Synthetic biology and occupational risk.

Author information

1
a National Institute for Occupational Safety and Health , Washington, DC.

Abstract

Synthetic biology is an emerging interdisciplinary field of biotechnology that involves applying the principles of engineering and chemical design to biological systems. Biosafety professionals have done an excellent job in addressing research laboratory safety as synthetic biology and gene editing have emerged from the larger field of biotechnology. Despite these efforts, risks posed by synthetic biology are of increasing concern as research procedures scale up to industrial processes in the larger bioeconomy. A greater number and variety of workers will be exposed to commercial synthetic biology risks in the future, including risks to a variety of workers from the use of lentiviral vectors as gene transfer devices. There is a need to review and enhance current protection measures in the field of synthetic biology, whether in experimental laboratories where new advances are being researched, in health care settings where treatments using viral vectors as gene delivery systems are increasingly being used, or in the industrial bioeconomy.

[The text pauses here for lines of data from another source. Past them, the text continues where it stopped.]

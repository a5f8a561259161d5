//! Scoped redirection of the process-level stderr (fd 2) to the null device.
//!
//! Native inference code writes diagnostics straight to fd 2, bypassing any
//! Rust-level writer, and child processes inherit fd 2. While a
//! [`StderrSilencer`] is alive those writes are discarded; dropping it
//! restores the original descriptor on every exit path, including `?` and
//! unwinding.

use std::io;

/// Guard holding a duplicate of the original stderr descriptor.
pub struct StderrSilencer {
    #[cfg(unix)]
    saved_fd: libc::c_int,
    #[cfg(not(unix))]
    _private: (),
}

impl std::fmt::Debug for StderrSilencer {
    fn fmt(&self, f: &mut std::fmt::Formatter<'_>) -> std::fmt::Result {
        f.debug_struct("StderrSilencer").finish_non_exhaustive()
    }
}

impl StderrSilencer {
    /// Point fd 2 at the null device until the guard is dropped.
    #[cfg(unix)]
    pub fn engage() -> io::Result<Self> {
        use std::os::unix::io::AsRawFd;

        let devnull = std::fs::OpenOptions::new().write(true).open("/dev/null")?;

        // SAFETY: dup/dup2/close operate on descriptors we own or on fd 2,
        // which is always open in a normally started process.
        unsafe {
            let saved_fd = libc::dup(libc::STDERR_FILENO);
            if saved_fd < 0 {
                return Err(io::Error::last_os_error());
            }
            if libc::dup2(devnull.as_raw_fd(), libc::STDERR_FILENO) < 0 {
                let err = io::Error::last_os_error();
                libc::close(saved_fd);
                return Err(err);
            }
            Ok(Self { saved_fd })
        }
    }

    #[cfg(not(unix))]
    pub fn engage() -> io::Result<Self> {
        Ok(Self { _private: () })
    }

    /// Engage only when `enabled`; failures are logged and leave stderr untouched.
    pub fn engage_if(enabled: bool) -> Option<Self> {
        if !enabled {
            return None;
        }
        match Self::engage() {
            Ok(guard) => Some(guard),
            Err(e) => {
                tracing::warn!("failed to silence stderr: {e}");
                None
            }
        }
    }
}

impl Drop for StderrSilencer {
    fn drop(&mut self) {
        #[cfg(unix)]
        restore_stderr(self.saved_fd);
    }
}

#[cfg(unix)]
fn restore_stderr(saved_fd: libc::c_int) {
    // SAFETY: `saved_fd` is a descriptor duplicated in `engage` and owned
    // exclusively by the guard being dropped.
    unsafe {
        libc::dup2(saved_fd, libc::STDERR_FILENO);
        libc::close(saved_fd);
    }
}

#[cfg(all(test, unix))]
mod tests {
    use super::*;
    use serial_test::serial;

    fn identity(fd: libc::c_int) -> (u64, u64) {
        // SAFETY: `stat` is plain old data; fstat fills it for a valid fd.
        unsafe {
            let mut st: libc::stat = std::mem::zeroed();
            assert_eq!(libc::fstat(fd, &mut st), 0, "fstat failed for fd {fd}");
            (st.st_dev as u64, st.st_ino as u64)
        }
    }

    fn devnull_identity() -> (u64, u64) {
        use std::os::unix::io::AsRawFd;
        let file = std::fs::File::open("/dev/null").expect("open /dev/null");
        identity(file.as_raw_fd())
    }

    #[test]
    #[serial]
    fn test_engage_redirects_and_drop_restores() {
        let original = identity(libc::STDERR_FILENO);
        {
            let _guard = StderrSilencer::engage().expect("engage should succeed");
            assert_eq!(identity(libc::STDERR_FILENO), devnull_identity());
        }
        assert_eq!(identity(libc::STDERR_FILENO), original);
    }

    #[test]
    #[serial]
    fn test_restores_on_early_return() {
        fn failing_step() -> anyhow::Result<()> {
            let _guard = StderrSilencer::engage()?;
            anyhow::bail!("load failed");
        }

        let original = identity(libc::STDERR_FILENO);
        assert!(failing_step().is_err());
        assert_eq!(identity(libc::STDERR_FILENO), original);
    }

    #[test]
    #[serial]
    fn test_nested_guards_restore_in_order() {
        let original = identity(libc::STDERR_FILENO);
        {
            let _outer = StderrSilencer::engage().expect("silencer should engage");
            {
                let _inner = StderrSilencer::engage().expect("silencer should engage");
            }
            assert_eq!(identity(libc::STDERR_FILENO), devnull_identity());
        }
        assert_eq!(identity(libc::STDERR_FILENO), original);
    }

    #[test]
    #[serial]
    fn test_engage_if_disabled_is_noop() {
        let original = identity(libc::STDERR_FILENO);
        let guard = StderrSilencer::engage_if(false);
        assert!(guard.is_none());
        assert_eq!(identity(libc::STDERR_FILENO), original);
    }
}
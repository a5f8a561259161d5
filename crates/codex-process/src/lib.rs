//! Terminal interaction for a generated command: the confirmation keypress,
//! clipboard hand-off, and streamed execution through the system shell.

pub mod clipboard;
pub mod controller;
pub mod keypress;
pub mod stream;

pub use clipboard::{ClipboardSink, SystemClipboard};
pub use controller::ExecutionController;
pub use keypress::{KeySource, RawTerminal};
pub use stream::{ShellSpec, StreamLine, StreamReport, stream_command};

Enhanced worker protection measures should include increased injury and illness surveillance of the synthetic biology workforce; proactive risk assessment and management of synthetic biology products; research on the relative effectiveness of extrinsic and intrinsic biocontainment methods; specific safety guidance for synthetic biology industrial processes; determination of appropriate medical mitigation measures for lentiviral vector exposure incidents; and greater awareness and involvement in synthetic biology safety by the general occupational safety and health community as well as by government occupational safety and health research and regulatory agencies.

KEYWORDS:

Biocontainment; bioeconomy; gene editing; lentivirus; synthetic biology; viral vectors

PMID:
27754800
DOI:
10.1080/15459624.2016.1237031
[Indexed for MEDLINE]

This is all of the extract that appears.